Action item
Your task is to copy every line below that contains the word "WalkBounds".

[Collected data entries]
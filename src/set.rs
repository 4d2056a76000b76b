use std::{fmt, ops::RangeBounds};

use crate::{
  Direction, TrieStats,
  dict::{limit_of, missing},
  error::Result,
  key::{Key, TrieKey},
  pretty::Pretty,
  slice::Slice,
  trie::Trie,
  walk::{Keys, WalkBounds},
};

/// An ordered set of byte or text keys.
#[derive(Clone, Default)]
pub struct PrefixSet {
  trie: Trie<()>,
}

impl PrefixSet {
  pub fn new() -> Self {
    Self::default()
  }

  pub fn len(&self) -> usize {
    self.trie.len()
  }

  pub fn is_empty(&self) -> bool {
    self.trie.is_empty()
  }

  pub fn clear(&mut self) {
    self.trie.clear();
  }

  pub fn as_trie(&self) -> &Trie<()> {
    &self.trie
  }

  /// Adds `key`. Returns `true` if it was not already present.
  pub fn insert<K: TrieKey>(&mut self, key: K) -> bool {
    self
      .trie
      .assign(key.key_bytes(), key.key_kind(), ())
      .is_none()
  }

  pub fn contains<K: TrieKey>(&self, key: K) -> bool {
    self.trie.contains(key.key_bytes())
  }

  /// Removes `key`, failing if it is absent.
  pub fn remove<K: TrieKey>(&mut self, key: K) -> Result<()> {
    match self.trie.remove(key.key_bytes()) {
      Some(_) => Ok(()),
      None => Err(missing(&key)),
    }
  }

  /// Removes `key` if present. Returns whether it was.
  pub fn discard<K: TrieKey>(&mut self, key: K) -> bool {
    self.trie.remove(key.key_bytes()).is_some()
  }

  /// The stored form of `key`, if present.
  pub fn get<K: TrieKey>(&self, key: K) -> Option<Key> {
    self.trie.search(key.key_bytes(), true)?.key()
  }

  // --- ORDERED ITERATION ---

  pub fn iter(&self) -> Keys<'_, ()> {
    self.trie.keys(WalkBounds::unbounded(), Direction::Forward)
  }

  pub fn iter_rev(&self) -> Keys<'_, ()> {
    self.trie.keys(WalkBounds::unbounded(), Direction::Reverse)
  }

  pub fn starts_with<K: TrieKey>(&self, prefix: K, direction: Direction) -> Keys<'_, ()> {
    self.trie.startswith(prefix.key_bytes(), direction)
  }

  pub fn common_prefix<K: TrieKey>(&self, key: K) -> Key {
    self.trie.common_prefix(key.key_bytes())
  }

  pub fn longest_prefix<K: TrieKey>(&self, key: K) -> Option<Key> {
    self.trie.longest_prefix(key.key_bytes())?.key()
  }

  pub fn range<R, K>(&self, range: R) -> Keys<'_, ()>
  where
    R: RangeBounds<K>,
    K: TrieKey + ?Sized,
  {
    let bounds = WalkBounds::new(limit_of(range.start_bound()), limit_of(range.end_bound()));
    self.trie.keys(bounds, Direction::Forward)
  }

  pub fn slice(&self, slice: &Slice) -> Result<Keys<'_, ()>> {
    let (bounds, direction) = slice.resolve()?;
    Ok(self.trie.keys(bounds, direction))
  }

  // --- SET ALGEBRA ---

  pub fn union(&self, other: &PrefixSet) -> PrefixSet {
    self.iter().chain(other.iter()).collect()
  }

  pub fn intersection(&self, other: &PrefixSet) -> PrefixSet {
    self.iter().filter(|k| other.contains(k)).collect()
  }

  pub fn difference(&self, other: &PrefixSet) -> PrefixSet {
    self.iter().filter(|k| !other.contains(k)).collect()
  }

  pub fn symmetric_difference(&self, other: &PrefixSet) -> PrefixSet {
    let mut out = self.difference(other);
    out.extend(other.iter().filter(|k| !self.contains(k)));
    out
  }

  pub fn is_subset(&self, other: &PrefixSet) -> bool {
    self.len() <= other.len() && self.iter().all(|k| other.contains(&k))
  }

  pub fn is_superset(&self, other: &PrefixSet) -> bool {
    other.is_subset(self)
  }

  pub fn is_disjoint(&self, other: &PrefixSet) -> bool {
    let (small, large) = if self.len() <= other.len() {
      (self, other)
    } else {
      (other, self)
    };
    small.iter().all(|k| !large.contains(&k))
  }

  // --- DIAGNOSTICS ---

  pub fn pretty(&self) -> Pretty<'_, ()> {
    Pretty::new(&self.trie)
  }

  pub fn stats(&self) -> TrieStats {
    self.trie.stats()
  }

  pub fn shrink_to_fit(&mut self) -> usize {
    self.trie.shrink_to_fit()
  }
}

// --- RUST TRAITS ---

impl<K: TrieKey> FromIterator<K> for PrefixSet {
  fn from_iter<T: IntoIterator<Item = K>>(iter: T) -> Self {
    let mut set = PrefixSet::new();
    set.extend(iter);
    set
  }
}

impl<K: TrieKey> Extend<K> for PrefixSet {
  fn extend<T: IntoIterator<Item = K>>(&mut self, iter: T) {
    for k in iter {
      self.insert(k);
    }
  }
}

// Keys compare with their representation, so "a" and b"a" differ.
impl PartialEq for PrefixSet {
  fn eq(&self, other: &Self) -> bool {
    self.len() == other.len() && self.iter().eq(other.iter())
  }
}

impl Eq for PrefixSet {}

impl fmt::Debug for PrefixSet {
  fn fmt(&self, f: &mut fmt::Formatter<'_>) -> fmt::Result {
    f.write_str("PrefixSet")?;
    f.debug_set().entries(self.iter()).finish()
  }
}

impl<'a> IntoIterator for &'a PrefixSet {
  type Item = Key;
  type IntoIter = Keys<'a, ()>;

  fn into_iter(self) -> Self::IntoIter {
    self.iter()
  }
}

#[cfg(feature = "serde")]
mod set_serde {
  use super::*;
  use serde::{
    Deserialize, Deserializer, Serialize, Serializer,
    de::{SeqAccess, Visitor},
  };

  impl Serialize for PrefixSet {
    fn serialize<S>(&self, serializer: S) -> std::result::Result<S::Ok, S::Error>
    where
      S: Serializer,
    {
      serializer.collect_seq(self.iter())
    }
  }

  struct SetVisitor;

  impl<'de> Visitor<'de> for SetVisitor {
    type Value = PrefixSet;

    fn expecting(&self, formatter: &mut fmt::Formatter) -> fmt::Result {
      formatter.write_str("a sequence of keys")
    }

    fn visit_seq<A>(self, mut seq: A) -> std::result::Result<Self::Value, A::Error>
    where
      A: SeqAccess<'de>,
    {
      let mut set = PrefixSet::new();
      while let Some(key) = seq.next_element::<Key>()? {
        set.insert(key);
      }
      Ok(set)
    }
  }

  impl<'de> Deserialize<'de> for PrefixSet {
    fn deserialize<D>(deserializer: D) -> std::result::Result<Self, D::Error>
    where
      D: Deserializer<'de>,
    {
      deserializer.deserialize_seq(SetVisitor)
    }
  }
}
use std::fmt;

use crate::{node::Node, trie::Trie};

/// `Display` adapter drawing a trie one edge per line.
///
/// ```text
/// <root> (2 items)
/// └── d
///     └── o
///         └── g ("dog" = 4)
///             └── s ("dogs" = 5)
/// ```
pub struct Pretty<'a, V> {
  trie: &'a Trie<V>,
  values: bool,
}

impl<'a, V> Pretty<'a, V> {
  pub(crate) fn new(trie: &'a Trie<V>) -> Self {
    Self { trie, values: true }
  }

  /// Leaves values out, showing only which nodes hold keys.
  pub fn keys_only(mut self) -> Self {
    self.values = false;
    self
  }

  fn write_key(&self, f: &mut fmt::Formatter<'_>, node: &Node<V>) -> fmt::Result
  where
    V: fmt::Debug,
  {
    let Some(key) = node.key() else {
      return Ok(());
    };
    match node.value() {
      Some(value) if self.values => write!(f, " ({key} = {value:?})"),
      _ => write!(f, " ({key})"),
    }
  }

  fn write_children(&self, f: &mut fmt::Formatter<'_>, root: &Node<V>) -> fmt::Result
  where
    V: fmt::Debug,
  {
    let mut indent = String::new();
    // One open edge iterator per level, with the indent width it draws at.
    let mut stack = vec![(root.edges().peekable(), 0)];
    while let Some((edges, mark)) = stack.last_mut() {
      let Some((byte, child)) = edges.next() else {
        stack.pop();
        continue;
      };
      let last = edges.peek().is_none();
      indent.truncate(*mark);
      write!(f, "{indent}{}{}", if last { "└── " } else { "├── " }, std::ascii::escape_default(byte))?;
      self.write_key(f, child)?;
      writeln!(f)?;

      indent.push_str(if last { "    " } else { "│   " });
      stack.push((child.edges().peekable(), indent.len()));
    }
    Ok(())
  }
}

impl<V: fmt::Debug> fmt::Display for Pretty<'_, V> {
  fn fmt(&self, f: &mut fmt::Formatter<'_>) -> fmt::Result {
    let root = self.trie.root();
    write!(f, "<root> ({} items)", self.trie.len())?;
    self.write_key(f, root)?;
    writeln!(f)?;
    self.write_children(f, root)
  }
}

Answer to this problem
  walk::{Keys, WalkBounds},
    self.trie.keys(WalkBounds::unbounded(), Direction::Forward)
    self.trie.keys(WalkBounds::unbounded(), Direction::Reverse)
    let bounds = WalkBounds::new(limit_of(range.start_bound()), limit_of(range.end_bound()));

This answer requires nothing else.